Christmas postcard designed by Goldsmiths Art School student Eric Fraser celebrating the purpose of the League of Nations in circa 1924. Image: Goldsmiths, University of London Archives.

When Goldsmiths’ College decided to host a Victory Dinner in 1924 as an act of remembrance for the Great War of 1914-18, those who had lived through it embraced the occasion with gentle satire.

The Victory Menu for 15th November, four days after Armistice Day, was designed to mock the forms and documents that had been turning education in the post war period into a bureaucracy.

It became ‘Circular 1311’, and ‘Form 99 Pen T.’

Victory Menu for dinner at Goldsmiths 15th November 1924. Image: Goldsmiths, University of London Archives.

There was choice of the main dish: ‘Pensioned Dover Soles, Fried- according to Form 60, Act 1918,’ or ‘Super Saddle of Annuation Mutton with Board of Education Jelly.’

For a side order, the following was on offer and something of a limited choice: ‘Dished – Whitehall Potatoes and Caulage Flower with Raymont sauce.’

The reference to ‘Raymont’ was the name of the second Warden of the college Professor Tommy Raymont.

For dessert, another choice on the menu:

‘Tart of Apples, From the Tree of Knowledge with cream that Nestlés bonny babies

Fruits of the Warden’s Victory

Gorgonzola with Odour of Sanctity

Coffee, Black, White or Red-Tape’

The menu is tailed off with ‘Dainty Drinks and Glorious Gargles as served to the law officers of the Treasury. Each teacher’s pink form should be filled with the above before Superannuation.’

It is the signatures on the other side of the menu that makes this event rather resonant and poignant.

The autographs are by ‘lost to history’ figures in the story of Goldsmiths: F H Cecil Brock, Harry E. J. Curzon, Frederick Marriott, Arthur H R Huggett, Edwin S F Ridout, Joseph Kay, and Graham T. White.

Is it possible that this is a group of Goldsmiths’ College staff tutors who were sitting on the same table and one of them decided their menu card should be signed by their companions?

So who were these people dining in a somewhat ironic celebration of post Great War bureaucracy?

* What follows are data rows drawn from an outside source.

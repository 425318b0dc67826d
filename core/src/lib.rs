// cartflow/src/lib.rs

//! cartflow: a small asynchronous step pipeline engine.
//!
//! A pipeline is an ordered list of named steps. Each step carries `before`,
//! `on` and `after` handlers that operate on a shared [`ContextData`]. Handlers
//! may stop the pipeline early or fail it with the pipeline's error type.
//! Pipelines are registered in a [`FlowRegistry`], keyed by the type of data
//! they operate on, and run by handing the registry a context of that type.

pub mod context;
pub mod control;
pub mod error;
pub mod pipeline;
pub mod registry;
pub mod step;

pub use crate::context::ContextData;
pub use crate::control::{PipelineControl, PipelineResult};
pub use crate::error::{FlowError, FlowResult};
pub use crate::pipeline::{Handler, Phase, Pipeline};
pub use crate::registry::FlowRegistry;
pub use crate::step::{SkipCondition, StepDef};
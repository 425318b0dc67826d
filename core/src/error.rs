// cartflow/src/error.rs
use anyhow::Error as AnyhowError;
use thiserror::Error;

#[derive(Debug, Error)]
pub enum FlowError {
  #[error("Step not found: {step_name}")]
  StepNotFound { step_name: String },

  #[error("Step already defined: {step_name}")]
  DuplicateStep { step_name: String },

  #[error("Handler missing for non-optional step: {step_name}")]
  HandlerMissing { step_name: String },

  #[error("No pipeline registered for context type {type_name}")]
  PipelineNotRegistered { type_name: String },

  #[error("Context type mismatch during registry dispatch (expected {expected_type})")]
  TypeMismatch { expected_type: String },

  #[error("Error in pipeline handler. Source: {source}")]
  HandlerError {
    #[source]
    source: AnyhowError,
  },
}

impl From<AnyhowError> for FlowError {
  fn from(err: AnyhowError) -> Self {
    FlowError::HandlerError { source: err }
  }
}

pub type FlowResult<T, E = FlowError> = std::result::Result<T, E>;
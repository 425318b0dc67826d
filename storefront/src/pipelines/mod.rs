// storefront/src/pipelines/mod.rs

//! Defines and registers the cartflow pipelines behind the cart and checkout
//! endpoints.

use crate::errors::AppError;
use cartflow::FlowRegistry;

pub mod contexts;

pub mod cart_pipeline;
pub mod checkout_pipeline;

/// Registers every pipeline with `registry`. Called once while building
/// `AppState`.
pub fn register_all_pipelines(registry: &FlowRegistry<AppError>) {
  tracing::info!("Registering cartflow pipelines...");

  cart_pipeline::register_add_to_cart_pipeline(registry);
  cart_pipeline::register_update_cart_quantity_pipeline(registry);
  checkout_pipeline::register_checkout_pipeline(registry);

  tracing::info!("All application pipelines registered.");
}
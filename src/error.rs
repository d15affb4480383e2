//! Error types for booktrack
//!
//! Provides a unified error type for all operations.

use thiserror::Error;

/// Result type alias using BookError
pub type Result<T> = std::result::Result<T, BookError>;

/// Unified error type for booktrack operations
#[derive(Debug, Error)]
pub enum BookError {
    // -------------------------------------------------------------------------
    // I/O Errors
    // -------------------------------------------------------------------------
    #[error("IO error: {0}")]
    Io(#[from] std::io::Error),

    // -------------------------------------------------------------------------
    // Storage Errors
    // -------------------------------------------------------------------------
    #[error("Storage unavailable: {0}")]
    StorageUnavailable(String),

    #[error("Book not found: {0}")]
    NotFound(i64),

    #[error("Stored collection is corrupted: {0}")]
    Corrupted(String),

    // -------------------------------------------------------------------------
    // Serialization Errors
    // -------------------------------------------------------------------------
    #[error("Serialization error: {0}")]
    Serialization(String),

    // -------------------------------------------------------------------------
    // Input Errors
    // -------------------------------------------------------------------------
    #[error("Invalid input: {0}")]
    InvalidInput(String),

    // -------------------------------------------------------------------------
    // Configuration Errors
    // -------------------------------------------------------------------------
    #[error("Configuration error: {0}")]
    Config(String),
}

impl From<serde_json::Error> for BookError {
    fn from(err: serde_json::Error) -> Self {
        BookError::Serialization(err.to_string())
    }
}
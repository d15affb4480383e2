//! # booktrack
//!
//! A personal library tracker with:
//! - One storage slot holding the whole collection as a JSON array
//! - Record validation on every read
//! - A UI-free controller with an explicit create/edit form state
//! - A command-line front end over a file-backed slot
//!
//! ## Architecture Overview
//!
//! ```text
//! ┌─────────────────────────────────────────────────────────────┐
//! │                  Front end (CLI / tests)                     │
//! │              implements view::Presenter                      │
//! └─────────────────────┬───────────────────────────────────────┘
//!                       │ submit / edit / move / delete / search
//! ┌─────────────────────▼───────────────────────────────────────┐
//! │                     Controller                               │
//! │           FormState (Create | Edit) + Shelf                  │
//! └─────────────────────┬───────────────────────────────────────┘
//!                       │ add / update / delete / list
//! ┌─────────────────────▼───────────────────────────────────────┐
//! │                      Library                                 │
//! │          full read-modify-write of one JSON array            │
//! └─────────────────────┬───────────────────────────────────────┘
//!                       │
//!          ┌────────────┴────────────┐
//!          ▼                         ▼
//!   ┌─────────────┐          ┌─────────────┐
//!   │ MemorySlot  │          │  FileSlot   │
//!   │  (RwLock)   │          │ {key}.json  │
//!   └─────────────┘          └─────────────┘
//! ```

// =============================================================================
// Module Declarations
// =============================================================================

pub mod error;
pub mod config;

pub mod book;
pub mod seed;
pub mod storage;
pub mod view;
pub mod controller;

// =============================================================================
// Public API Re-exports
// =============================================================================

pub use error::{BookError, Result};
pub use config::Config;
pub use book::{Book, BookDraft};
pub use storage::{FileSlot, Library, MemorySlot, StorageSlot};
pub use controller::{Clock, Controller, Outcome, SystemClock};

// =============================================================================
// Version Info
// =============================================================================

/// Current version of booktrack
pub const VERSION: &str = env!("CARGO_PKG_VERSION");
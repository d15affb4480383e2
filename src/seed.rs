//! Sample books written on first load
//!
//! A small bilingual (Indonesian/English) set, finished books first.

use crate::book::Book;

/// Books already read
pub fn finished_books() -> Vec<Book> {
    vec![
        Book::new(1657184400000, "Laskar Pelangi", "Andrea Hirata", 2005, true),
        Book::new(1657184400001, "Bumi Manusia", "Pramoedya Ananta Toer", 1980, true),
        Book::new(1657184400002, "Atomic Habits", "James Clear", 2018, true),
        Book::new(1657184400003, "Filosofi Teras", "Henry Manampiring", 2018, true),
        Book::new(1657184400004, "The Pragmatic Programmer", "Andrew Hunt", 1999, true),
    ]
}

/// Books still on the reading list
pub fn unfinished_books() -> Vec<Book> {
    vec![
        Book::new(1657184400005, "Cantik Itu Luka", "Eka Kurniawan", 2002, false),
        Book::new(1657184400006, "Ronggeng Dukuh Paruk", "Ahmad Tohari", 1982, false),
        Book::new(1657184400007, "Clean Code", "Robert C. Martin", 2008, false),
        Book::new(1657184400008, "Sapiens", "Yuval Noah Harari", 2011, false),
        Book::new(1657184400009, "Negeri 5 Menara", "Ahmad Fuadi", 2009, false),
    ]
}

/// Full seed set in storage order
pub fn seed_books() -> Vec<Book> {
    let mut books = finished_books();
    books.extend(unfinished_books());
    books
}
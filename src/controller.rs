//! Controller Module
//!
//! Wires user intents to the storage layer and keeps the view in sync.
//!
//! ## Responsibilities
//! - Drive the create/edit form state machine
//! - Call [`Library`] for every mutation and check the result
//! - Re-render the shelf from storage after edits and moves
//! - Ask the [`Presenter`] for notices, confirmation and scrolling

use std::time::{SystemTime, UNIX_EPOCH};

use tracing::{debug, warn};

use crate::book::Book;
use crate::config::Config;
use crate::error::{BookError, Result};
use crate::storage::{Library, StorageSlot};
use crate::view::{FormMode, FormState, Notice, Presenter, Shelf};

/// Source of new book ids
pub trait Clock {
    /// Current time in milliseconds since the Unix epoch
    fn now_millis(&self) -> i64;
}

/// Wall clock
#[derive(Debug, Clone, Copy, Default)]
pub struct SystemClock;

impl Clock for SystemClock {
    fn now_millis(&self) -> i64 {
        SystemTime::now()
            .duration_since(UNIX_EPOCH)
            .map(|d| d.as_millis() as i64)
            .unwrap_or_default()
    }
}

/// How a handler ended
#[derive(Debug, Clone, Copy, PartialEq, Eq)]
pub enum Outcome {
    /// Storage accepted the change and the view was updated
    Done,

    /// Nothing changed: storage refused, or the user did not confirm
    Aborted,
}

/// The view controller
///
/// ## Flow
/// - Create submit: add → append card → clear form → notice
/// - Edit submit: update → full refresh → create mode → notice
/// - Move: update(toggled) → full refresh → notice
/// - Delete: confirm → delete → remove card → notice
///
/// A failed storage call aborts before the view is touched and shows no
/// notice.
pub struct Controller<S: StorageSlot, P: Presenter> {
    config: Config,
    library: Library<S>,
    presenter: P,
    clock: Box<dyn Clock>,
    form: FormState,
    shelf: Shelf,
}

impl<S: StorageSlot, P: Presenter> Controller<S, P> {
    /// Create a controller using the wall clock for ids
    pub fn new(config: Config, library: Library<S>, presenter: P) -> Self {
        Self {
            config,
            library,
            presenter,
            clock: Box::new(SystemClock),
            form: FormState::new(),
            shelf: Shelf::new(),
        }
    }

    /// Replace the id clock
    pub fn with_clock(mut self, clock: impl Clock + 'static) -> Self {
        self.clock = Box::new(clock);
        self
    }

    /// Seed on first load (if enabled) and render
    pub fn start(&mut self) {
        if self.config.seed_on_first_load {
            self.library.prepopulate_on_first_load();
        }
        self.update_view();
    }

    /// Clear both lists and render everything storage returns
    pub fn update_view(&mut self) {
        self.shelf.render(self.library.list());
    }

    /// Submit the form in its current mode
    ///
    /// Fails with `InvalidInput` when the year is not a number.
    pub fn submit(&mut self) -> Result<Outcome> {
        match self.form.mode() {
            FormMode::Create => self.create_book(),
            FormMode::Edit { book_id } => self.edit_book(book_id),
        }
    }

    /// Load a rendered book into the form for editing
    pub fn begin_edit(&mut self, id: i64) -> Result<()> {
        let book = self.rendered_book(id)?;
        self.presenter.scroll_to_top();
        self.form.enter_edit(&book);
        Ok(())
    }

    /// Leave edit mode without saving
    pub fn cancel_edit(&mut self) {
        self.form.enter_create();
    }

    /// Reset the inputs
    ///
    /// Only offered in create mode; ignored while editing.
    pub fn clear_form(&mut self) {
        if self.form.reset_visible() {
            self.form.clear();
        }
    }

    /// Flip the completion flag of a rendered book
    pub fn move_book(&mut self, id: i64) -> Result<Outcome> {
        let moved = self.rendered_book(id)?.toggled();
        if !self.storage_ok("move", self.library.update(&moved)) {
            return Ok(Outcome::Aborted);
        }

        self.update_view();
        self.presenter.notify(&Notice::BookMoved { title: moved.title });
        Ok(Outcome::Done)
    }

    /// Delete a rendered book after typed confirmation
    pub fn delete_book(&mut self, id: i64) -> Result<Outcome> {
        self.rendered_book(id)?;

        let expected = self.config.delete_confirmation.as_str();
        let message = format!("Type \"{}\" to confirm", expected);
        let reply = self.presenter.prompt(&message);
        if reply.as_deref() != Some(expected) {
            debug!(id, "delete not confirmed");
            return Ok(Outcome::Aborted);
        }

        if !self.storage_ok("delete", self.library.delete(id)) {
            return Ok(Outcome::Aborted);
        }

        self.shelf.remove(id);
        self.presenter.notify(&Notice::BookDeleted);
        Ok(Outcome::Done)
    }

    /// Filter the rendered cards by `query`
    pub fn search(&mut self, query: &str) {
        self.shelf.filter(query);
    }

    // =========================================================================
    // Accessors
    // =========================================================================

    pub fn form(&self) -> &FormState {
        &self.form
    }

    /// Mutable inputs, the way a user types into the form
    pub fn form_mut(&mut self) -> &mut FormState {
        &mut self.form
    }

    pub fn shelf(&self) -> &Shelf {
        &self.shelf
    }

    pub fn library(&self) -> &Library<S> {
        &self.library
    }

    pub fn presenter(&self) -> &P {
        &self.presenter
    }

    pub fn presenter_mut(&mut self) -> &mut P {
        &mut self.presenter
    }

    pub fn config(&self) -> &Config {
        &self.config
    }

    // =========================================================================
    // Private Helpers
    // =========================================================================

    fn create_book(&mut self) -> Result<Outcome> {
        let book = self.form.draft().into_book(self.clock.now_millis())?;
        if !self.storage_ok("add", self.library.add(&book)) {
            return Ok(Outcome::Aborted);
        }

        self.shelf.append(book);
        self.form.clear();
        self.presenter.notify(&Notice::BookAdded);
        Ok(Outcome::Done)
    }

    fn edit_book(&mut self, book_id: i64) -> Result<Outcome> {
        let book = self.form.draft().into_book(book_id)?;
        if !self.storage_ok("update", self.library.update(&book)) {
            return Ok(Outcome::Aborted);
        }

        self.update_view();
        self.form.enter_create();
        self.presenter.notify(&Notice::BookUpdated);
        Ok(Outcome::Done)
    }

    fn rendered_book(&self, id: i64) -> Result<Book> {
        self.shelf
            .find(id)
            .map(|card| card.book.clone())
            .ok_or(BookError::NotFound(id))
    }

    fn storage_ok(&self, action: &str, result: Result<()>) -> bool {
        match result {
            Ok(()) => true,
            Err(e) => {
                warn!(action, error = %e, "storage rejected change, view left as is");
                false
            }
        }
    }
}
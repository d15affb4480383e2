//! Book record
//!
//! The domain record for one library entry, plus the raw form payload it is
//! built from.

use serde::{Deserialize, Serialize};

use crate::error::{BookError, Result};

/// One library entry
///
/// Serialized with the persisted field names (`isComplete` in camelCase).
#[derive(Debug, Clone, PartialEq, Eq, Serialize, Deserialize)]
#[serde(rename_all = "camelCase")]
pub struct Book {
    /// Creation timestamp in milliseconds, used as the identity
    pub id: i64,
    pub title: String,
    pub author: String,
    pub year: i32,
    pub is_complete: bool,
}

impl Book {
    pub fn new(
        id: i64,
        title: impl Into<String>,
        author: impl Into<String>,
        year: i32,
        is_complete: bool,
    ) -> Self {
        Self {
            id,
            title: title.into(),
            author: author.into(),
            year,
            is_complete,
        }
    }

    /// Same book with the completion flag inverted
    pub fn toggled(&self) -> Self {
        Self {
            is_complete: !self.is_complete,
            ..self.clone()
        }
    }

    /// Visible author/year line, e.g. `Andrea Hirata (2005)`
    pub fn information(&self) -> String {
        format!("{} ({})", self.author, self.year)
    }
}

/// Raw form input before it becomes a [`Book`]
///
/// `year` stays text until [`BookDraft::into_book`] so the form can hold
/// whatever the user typed.
#[derive(Debug, Clone, Default, PartialEq, Eq)]
pub struct BookDraft {
    pub title: String,
    pub author: String,
    pub year: String,
    pub is_complete: bool,
}

impl BookDraft {
    /// Build a book with the given id
    ///
    /// Fails with `InvalidInput` when the year is not an integer.
    pub fn into_book(self, id: i64) -> Result<Book> {
        let year_text = self.year.trim();
        let year = year_text.parse::<i32>().map_err(|_| {
            BookError::InvalidInput(format!("year must be a whole number, got {:?}", self.year))
        })?;

        Ok(Book {
            id,
            title: self.title,
            author: self.author,
            year,
            is_complete: self.is_complete,
        })
    }
}

impl From<&Book> for BookDraft {
    fn from(book: &Book) -> Self {
        Self {
            title: book.title.clone(),
            author: book.author.clone(),
            year: book.year.to_string(),
            is_complete: book.is_complete,
        }
    }
}
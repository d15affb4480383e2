//! View Module
//!
//! UI-free view model: the input form and the rendered shelf.
//!
//! ## Responsibilities
//! - Explicit create/edit form state
//! - Finished/unfinished partitions of rendered cards
//! - Live search as a filter over the current render
//! - Side effects a front end must perform ([`Presenter`])

mod form;
mod shelf;

pub use form::{FormMode, FormState};
pub use shelf::{BookCard, Shelf};

use std::fmt;

/// Blocking message shown after a successful mutation
#[derive(Debug, Clone, PartialEq, Eq)]
pub enum Notice {
    BookAdded,
    BookUpdated,
    BookMoved { title: String },
    BookDeleted,
}

impl fmt::Display for Notice {
    fn fmt(&self, f: &mut fmt::Formatter<'_>) -> fmt::Result {
        match self {
            Notice::BookAdded => write!(f, "Added a new book"),
            Notice::BookUpdated => write!(f, "Book updated"),
            Notice::BookMoved { title } => write!(f, "Moved book {}", title),
            Notice::BookDeleted => write!(f, "Book deleted"),
        }
    }
}

/// Front-end side effects the controller asks for
pub trait Presenter {
    /// Show a blocking notice
    fn notify(&mut self, notice: &Notice);

    /// Ask the user to type a reply, `None` if they dismissed the prompt
    fn prompt(&mut self, message: &str) -> Option<String>;

    /// Bring the form into view
    fn scroll_to_top(&mut self);
}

F H Cecil Brock was the Vice-Principal for men in the ‘Training Department’- the largest body within the college teaching teachers to teach. He left to take up the principalship of Crewe College in December 1929, having been a Goldsmiths’ Vice-Principal for nine years.

Harry Edward James Curzon was head of Mathematics from September 1906 to his tragic death from suicide in 1935. He gave nearly thirty years of his life to the College, gained a PhD while lecturing in New Cross in 1920 and was one of the country’s leading educational text book authors on Maths.

At the time of this dinner he was on a salary of £600 a year and, on the basis of his multiple degrees, a BA and MA from the University of Cambridge, a BSc, MA and DSc from the University of London, he was probably the most academically qualified of all the lecturers at Goldsmiths College during this time.

£600 a year in 1924 is the equivalent of £34,500 in 2019.

Frederick Marriott was the oldest of the group at the age of 64 and only a year away from retirement having been the headmaster of the Art School since 1891.

In his time at New Cross he bridged the Victorian age, the Edwardian epoch, Art Nouveau, the First World War, and the beginning of Art Deco.

Like all of the Art lecturers throughout most of the 20th century, his salary was substantially less than his Training Department colleagues.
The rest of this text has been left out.